> Aim of the task
Copy out all lines of the records in which the word "SledStore" appears.

> Data extract
____

//! Durable persistence through the sled-backed store.

use super::test_utils::{unit, RecordingRegistry};
use ensemble::api::Ensemble;
use ensemble::config::NewUnitPolicy;
use ensemble::store::SledStore;
use std::sync::Arc;
use tempfile::TempDir;

#[tokio::test]
async fn configuration_survives_process_restart() {
    let temp_dir = TempDir::new().unwrap();
    let registry = Arc::new(RecordingRegistry::new(vec![unit("x", "Xray", false)]));

    {
        let store = Arc::new(SledStore::new(temp_dir.path()).unwrap());
        let (ensemble, _events) =
            Ensemble::new(registry.clone(), store.clone(), "self".to_string());
        ensemble.init().await;

        {
            let directory = ensemble.directory();
            let mut directory = directory.lock().await;
            directory.create("Work", "work.png", false).unwrap();
            directory.add_member("Work", "x");
            directory.save().await.unwrap();
        }
        {
            let inventory = ensemble.inventory();
            let mut inventory = inventory.lock().await;
            inventory.add_always_active("x");
            inventory.save().await.unwrap();
        }
        let config = ensemble.config();
        let mut options = config.options();
        options.new_unit_policy = NewUnitPolicy::AddToAll;
        options.toggle_delay_ms = 42;
        config.set_options(options);
        config.save().await.unwrap();
        store.flush().unwrap();
    }

    // A second process over the same database sees everything.
    let store = Arc::new(SledStore::new(temp_dir.path()).unwrap());
    let (ensemble, _events) = Ensemble::new(registry, store, "self".to_string());
    ensemble.init().await;

    let directory = ensemble.directory();
    let directory = directory.lock().await;
    assert!(directory.is_member("Work", "x"));
    let inventory = ensemble.inventory();
    assert!(inventory.lock().await.is_always_active("x"));
    let options = ensemble.config().options();
    assert_eq!(options.new_unit_policy, NewUnitPolicy::AddToAll);
    assert_eq!(options.toggle_delay_ms, 42);
}

#[tokio::test]
async fn later_write_wins_whole_document() {
    // Two surfaces over one database: the last save fully overwrites the
    // context document. Accepted last-write-wins behavior.
    let temp_dir = TempDir::new().unwrap();
    let registry = Arc::new(RecordingRegistry::new(Vec::new()));
    let store = Arc::new(SledStore::new(temp_dir.path()).unwrap());

    let (panel, _panel_events) =
        Ensemble::new(registry.clone(), store.clone(), "self".to_string());
    let (editor, _editor_events) = Ensemble::new(registry, store, "self".to_string());
    panel.init().await;
    editor.init().await;

    {
        let directory = panel.directory();
        let mut directory = directory.lock().await;
        directory.create("FromPanel", "a.png", false).unwrap();
        directory.save().await.unwrap();
    }
    {
        let directory = editor.directory();
        let mut directory = directory.lock().await;
        directory.create("FromEditor", "b.png", false).unwrap();
        directory.save().await.unwrap();
    }

    // The panel reloads and sees only the editor's document.
    panel.notify_configuration_changed().await;
    let directory = panel.directory();
    let directory = directory.lock().await;
    assert!(directory.exists("FromEditor"));
    assert!(!directory.exists("FromPanel"));
}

____

> Response to this task
use ensemble::store::SledStore;
        let store = Arc::new(SledStore::new(temp_dir.path()).unwrap());
    let store = Arc::new(SledStore::new(temp_dir.path()).unwrap());
    let store = Arc::new(SledStore::new(temp_dir.path()).unwrap());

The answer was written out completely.